The fighting debate in hockey.


Yawn! Here we go again. The NHL GM's are down at their annual meeting in Florida talking about various issues and one of them is the subject of staged fights in hockey and hits to the head. Personally, I can't ever see the NHL without fighting, and it probably will never happen, not any time soon anyways. Also, I wonder why people can't leave well enough alone as well.

Of course there are always going to be a few people that are going to be appalled at fighting in the National Hockey League but for the most part a lot of those those people don't understand fighting role in hockey. Fighting is a method of policing the game and keeping people honest. Here is what a few people had to say about fighting in the NHL.
NHLPA executive director Paul Kelly, who addressed the GMs for an hour Monday morning, said the players support fighting in the game. The skilled players like it because they believe having someone in their lineup capable of handling himself in a fight provides a measure of security for them. Enforcers like it, naturally, because it provides them with a job.

"The players' view is fighting actually does play an important role in the sport," Kelly said. "Players believe that fighting, to a large degree, does cut down on some of the violence in the sport, it does cut down on the stick work and other play. It protects the star players, the smaller players."

Here is what Brian Burke GM of the Toronto Maple Leafs had to say about "staged fights" in professional hockey. You have got to love Brian Burke he says it like he sees it.
"Staged fighting. I see that phrase a lot," Burke said. "You'll see two guys line up off the face off and they're yapping, and then they fight and everyone says, 'Oh, it's a staged fight.' When I was playing in the American League, I went up to a guy in a game who speared me two years before that when I was playing university hockey.

"So, anyone else upstairs would say it's a staged fight. Well, it wasn't a staged fight. I was going to get this guy, and I was going to get him the first time I was on the ice with him. And after the incident, he yelled at me, 'What was that all about?' And I told him, I said, 'You got me two years ago, and I didn't get a chance to get you for two years.' It's not always a staged fight."

Did he win the fight?

"Yeah, I did win the fight," Burke said. "Dave Lumley. Go ask him. He speared me in the back of the leg."
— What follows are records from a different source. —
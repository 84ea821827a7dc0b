use {
    super::Request,
    crate::{
        Error, Result,
        utils::{encode_url, lock},
    },
    axum::body::{Body, Bytes},
    http::{HeaderMap, HeaderName, HeaderValue, Method, StatusCode, header},
    serde::Serialize,
    serde_json::{Map, Value, ser::PrettyFormatter},
    std::{
        fmt, mem,
        sync::{Arc, Mutex},
    },
};

struct ResponseState {
    status: StatusCode,
    headers: HeaderMap,
    body: Bytes,
    finished: bool,
    locals: Map<String, Value>,
}

/// Handle to the outgoing response.
///
/// Setters return `&Self` so they chain; the `send` family finishes the
/// response and can only succeed once.
///
/// ```rust
/// # use axum_relay::{Request, Response};
/// # use http::StatusCode;
/// # fn demo(res: Response) -> axum_relay::Result<()> {
/// res.status(StatusCode::CREATED)
///     .set_header("x-request-id", "abc")?
///     .json(&serde_json::json!({ "id": 7 }))
/// # }
/// ```
#[derive(Clone)]
pub struct Response {
    inner: Arc<Mutex<ResponseState>>,
    request: Request,
}

impl Response {
    pub fn new(req: &Request) -> Self {
        Self {
            inner: Arc::new(Mutex::new(ResponseState {
                status: StatusCode::OK,
                headers: HeaderMap::new(),
                body: Bytes::new(),
                finished: false,
                locals: Map::new(),
            })),
            request: req.clone(),
        }
    }

    /// The request this response answers.
    pub fn request(&self) -> &Request {
        &self.request
    }

    pub fn status(&self, status: StatusCode) -> &Self {
        lock(&self.inner).status = status;
        self
    }

    pub fn status_code(&self) -> StatusCode {
        lock(&self.inner).status
    }

    // =======================================================================
    // Headers
    // =======================================================================

    pub fn set_header(&self, name: &str, value: &str) -> Result<&Self> {
        let name = HeaderName::try_from(name)?;
        let value = HeaderValue::try_from(value)?;
        lock(&self.inner).headers.insert(name, value);
        Ok(self)
    }

    pub(crate) fn insert_header(&self, name: HeaderName, value: HeaderValue) -> &Self {
        lock(&self.inner).headers.insert(name, value);
        self
    }

    pub fn append_header(&self, name: &str, value: &str) -> Result<&Self> {
        let name = HeaderName::try_from(name)?;
        let value = HeaderValue::try_from(value)?;
        lock(&self.inner).headers.append(name, value);
        Ok(self)
    }

    pub fn header(&self, name: &str) -> Option<String> {
        lock(&self.inner)
            .headers
            .get(name)
            .and_then(|v| v.to_str().ok())
            .map(str::to_string)
    }

    pub fn headers(&self) -> HeaderMap {
        lock(&self.inner).headers.clone()
    }

    pub fn remove_header(&self, name: &str) -> &Self {
        lock(&self.inner).headers.remove(name);
        self
    }

    /// Sets `Content-Type` from a MIME type or a short name such as `json` or `.html`.
    pub fn content_type(&self, ty: &str) -> Result<&Self> {
        let mime = if ty.contains('/') {
            ty.to_string()
        } else {
            mime_for(ty.trim_start_matches('.')).to_string()
        };
        self.set_header(header::CONTENT_TYPE.as_str(), &mime)
    }

    // =======================================================================
    // Locals
    // =======================================================================

    /// Variables passed to every view rendered for this response.
    pub fn locals(&self) -> Map<String, Value> {
        lock(&self.inner).locals.clone()
    }

    pub fn set_local(&self, key: impl Into<String>, value: impl Into<Value>) -> &Self {
        lock(&self.inner).locals.insert(key.into(), value.into());
        self
    }

    // =======================================================================
    // Sending
    // =======================================================================

    pub fn is_finished(&self) -> bool {
        lock(&self.inner).finished
    }

    /// The body sent so far; empty until the response is finished.
    pub fn body(&self) -> Bytes {
        lock(&self.inner).body.clone()
    }

    /// Sends a text body, `text/html` unless a content type was set.
    pub fn send(&self, body: impl Into<String>) -> Result<()> {
        let body = body.into();
        {
            let mut state = lock(&self.inner);
            let content_type = match state.headers.get(header::CONTENT_TYPE) {
                Some(ct) => with_utf8_charset(ct.to_str().unwrap_or_default()),
                None => "text/html; charset=utf-8".to_string(),
            };
            state
                .headers
                .insert(header::CONTENT_TYPE, HeaderValue::try_from(content_type)?);
        }
        self.finish(Bytes::from(body))
    }

    /// Sends a binary body, `application/octet-stream` unless a content type was set.
    pub fn send_bytes(&self, body: impl Into<Bytes>) -> Result<()> {
        lock(&self.inner)
            .headers
            .entry(header::CONTENT_TYPE)
            .or_insert(HeaderValue::from_static("application/octet-stream"));
        self.finish(body.into())
    }

    /// Sends `value` as JSON, formatted per the `json spaces` and `json escape` settings.
    pub fn json<T: Serialize + ?Sized>(&self, value: &T) -> Result<()> {
        let body = self.stringify(value)?;
        lock(&self.inner)
            .headers
            .entry(header::CONTENT_TYPE)
            .or_insert(HeaderValue::from_static("application/json"));
        self.send(body)
    }

    /// Sends `value` as JSON, wrapped in a call to the callback named by the
    /// query parameter configured as `jsonp callback name`.
    pub fn jsonp<T: Serialize + ?Sized>(&self, value: &T) -> Result<()> {
        let mut body = self.stringify(value)?;
        let context = self.request.context();
        let callback = match self.request.query().get(&context.jsonp_callback) {
            Some(Value::Array(items)) => items.first().cloned(),
            other => other.cloned(),
        };

        if self.header(header::CONTENT_TYPE.as_str()).is_none() {
            self.set_header(header::X_CONTENT_TYPE_OPTIONS.as_str(), "nosniff")?;
            self.set_header(header::CONTENT_TYPE.as_str(), "application/json")?;
        }

        if let Some(Value::String(callback)) = callback
            && !callback.is_empty()
        {
            let callback: String = callback
                .chars()
                .filter(|c| c.is_ascii_alphanumeric() || matches!(c, '_' | '$' | '.' | '[' | ']'))
                .collect();
            self.set_header(header::X_CONTENT_TYPE_OPTIONS.as_str(), "nosniff")?;
            self.set_header(header::CONTENT_TYPE.as_str(), "text/javascript")?;
            body = body.replace('\u{2028}', "\\u2028").replace('\u{2029}', "\\u2029");
            body = format!("/**/ typeof {callback} === 'function' && {callback}({body});");
        }
        self.send(body)
    }

    /// Sends the status with its reason phrase as a plain text body.
    pub fn send_status(&self, status: StatusCode) -> Result<()> {
        self.status(status).content_type("txt")?;
        let body = status
            .canonical_reason()
            .map_or_else(|| status.as_str().to_string(), str::to_string);
        self.send(body)
    }

    /// Redirects with `302 Found`. `back` redirects to the referrer, or `/`.
    pub fn redirect(&self, url: &str) -> Result<()> {
        self.redirect_with(StatusCode::FOUND, url)
    }

    pub fn redirect_with(&self, status: StatusCode, url: &str) -> Result<()> {
        let address = if url == "back" {
            self.request.header("referrer").unwrap_or_else(|| "/".to_string())
        } else {
            url.to_string()
        };
        let location = encode_url(&address);
        let reason = status.canonical_reason().unwrap_or_default();

        let accept = self.request.header(header::ACCEPT.as_str());
        let accepts = |ty: &str| accept.as_deref().is_none_or(|a| a.contains(ty));
        let body = if accept.as_deref().is_some_and(|a| a.contains("text/html")) {
            self.content_type("html")?;
            let escaped = escape_html(&location);
            format!("<p>{reason}. Redirecting to <a href=\"{escaped}\">{escaped}</a></p>")
        } else if accepts("text/plain") || accepts("*/*") || accepts("text/*") {
            self.content_type("txt")?;
            format!("{reason}. Redirecting to {location}")
        } else {
            String::new()
        };

        self.status(status)
            .set_header(header::LOCATION.as_str(), &location)?
            .append_header(header::VARY.as_str(), "Accept")?;
        self.send(body)
    }

    /// Renders the view `name` with the application's locals, this
    /// response's locals and `locals`, then sends the result as HTML.
    pub async fn render(&self, name: &str, locals: Map<String, Value>) -> Result<()> {
        let app = self.request.app().ok_or_else(|| {
            Error::view("Views can only be rendered while an application dispatches the request")
        })?;
        let mut merged = self.locals();
        merged.extend(locals);
        let html = app.render(name, merged).await?;
        self.send(html)
    }

    fn stringify<T: Serialize + ?Sized>(&self, value: &T) -> Result<String> {
        let context = self.request.context();
        let json = match &context.json_spaces {
            Some(indent) => {
                let mut buf = Vec::new();
                let formatter = PrettyFormatter::with_indent(indent.as_bytes());
                let mut serializer = serde_json::Serializer::with_formatter(&mut buf, formatter);
                value.serialize(&mut serializer)?;
                String::from_utf8(buf).map_err(|e| Error::internal(e.to_string()))?
            }
            None => serde_json::to_string(value)?,
        };
        Ok(if context.json_escape {
            json.replace('<', "\\u003c")
                .replace('>', "\\u003e")
                .replace('&', "\\u0026")
        } else {
            json
        })
    }

    /// Stores the final body, applying ETag, freshness and bodiless-status rules.
    fn finish(&self, body: Bytes) -> Result<()> {
        let etag_mode = self.request.context().etag;
        let method = self.request.method();
        let if_none_match = self.request.header(header::IF_NONE_MATCH.as_str());
        let cache_control = self.request.header(header::CACHE_CONTROL.as_str());

        let mut state = lock(&self.inner);
        if state.finished {
            return Err(Error::internal("Cannot send a response that has already been sent"));
        }

        state
            .headers
            .insert(header::CONTENT_LENGTH, HeaderValue::from(body.len()));
        if !state.headers.contains_key(header::ETAG)
            && let Some(tag) = etag_mode.generate(&body)
        {
            state.headers.insert(header::ETAG, HeaderValue::try_from(tag)?);
        }

        let etag = state
            .headers
            .get(header::ETAG)
            .and_then(|v| v.to_str().ok());
        if is_fresh(&method, state.status, etag, if_none_match.as_deref(), cache_control.as_deref()) {
            state.status = StatusCode::NOT_MODIFIED;
        }

        let mut body = body;
        match state.status {
            StatusCode::NO_CONTENT | StatusCode::NOT_MODIFIED => {
                state.headers.remove(header::CONTENT_TYPE);
                state.headers.remove(header::CONTENT_LENGTH);
                state.headers.remove(header::TRANSFER_ENCODING);
                body = Bytes::new();
            }
            StatusCode::RESET_CONTENT => {
                state
                    .headers
                    .insert(header::CONTENT_LENGTH, HeaderValue::from_static("0"));
                state.headers.remove(header::TRANSFER_ENCODING);
                body = Bytes::new();
            }
            _ => {}
        }
        if method == Method::HEAD {
            body = Bytes::new();
        }

        state.body = body;
        state.finished = true;
        Ok(())
    }

    /// Moves the response out into an `http::Response`.
    pub(crate) fn take_http(&self) -> http::Response<Body> {
        let mut state = lock(&self.inner);
        let mut response = http::Response::new(Body::from(mem::take(&mut state.body)));
        *response.status_mut() = state.status;
        *response.headers_mut() = mem::take(&mut state.headers);
        response
    }
}

impl fmt::Debug for Response {
    fn fmt(&self, f: &mut fmt::Formatter<'_>) -> fmt::Result {
        let state = lock(&self.inner);
        f.debug_struct("Response")
            .field("status", &state.status)
            .field("headers", &state.headers)
            .field("finished", &state.finished)
            .finish()
    }
}

fn mime_for(ext: &str) -> &'static str {
    match ext.to_ascii_lowercase().as_str() {
        "html" | "htm" => "text/html; charset=utf-8",
        "txt" | "text" => "text/plain; charset=utf-8",
        "json" => "application/json; charset=utf-8",
        "js" | "mjs" => "text/javascript; charset=utf-8",
        "css" => "text/css; charset=utf-8",
        "xml" => "application/xml",
        "svg" => "image/svg+xml",
        "png" => "image/png",
        "jpg" | "jpeg" => "image/jpeg",
        "gif" => "image/gif",
        "pdf" => "application/pdf",
        _ => "application/octet-stream",
    }
}

/// Replaces any `charset` parameter of `content_type` with `utf-8`.
fn with_utf8_charset(content_type: &str) -> String {
    let mut parts = content_type.split(';').map(str::trim);
    let essence = parts.next().unwrap_or_default();
    let mut rebuilt = String::from(essence);
    for param in parts.filter(|p| !p.is_empty() && !p.to_ascii_lowercase().starts_with("charset=")) {
        rebuilt.push_str("; ");
        rebuilt.push_str(param);
    }
    rebuilt.push_str("; charset=utf-8");
    rebuilt
}

fn escape_html(s: &str) -> String {
    s.replace('&', "&amp;")
        .replace('<', "&lt;")
        .replace('>', "&gt;")
        .replace('"', "&quot;")
        .replace('\'', "&#39;")
}

fn is_fresh(
    method: &Method,
    status: StatusCode,
    etag: Option<&str>,
    if_none_match: Option<&str>,
    cache_control: Option<&str>,
) -> bool {
    if *method != Method::GET && *method != Method::HEAD {
        return false;
    }
    if !status.is_success() && status != StatusCode::NOT_MODIFIED {
        return false;
    }
    let Some(if_none_match) = if_none_match else {
        return false;
    };
    if cache_control.is_some_and(|cc| cc.split(',').any(|d| d.trim().eq_ignore_ascii_case("no-cache"))) {
        return false;
    }
    if if_none_match.trim() == "*" {
        return true;
    }
    let Some(etag) = etag else {
        return false;
    };
    let strip = |tag: &str| tag.trim().trim_start_matches("W/").to_string();
    let etag = strip(etag);
    if_none_match.split(',').any(|candidate| strip(candidate) == etag)
}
Here is what Jarome Iginla has to say about the subject of fighting in Hockey. I agree is Iggy without fighting in the NHL there would be a lot more stick work and liberties taken on games star players.
Without fighting, there would definitely be more stick work, some more cheap shots and cheap hits. Fighting keeps people accountable—they know there is the threat of a fight if things get too carried away.”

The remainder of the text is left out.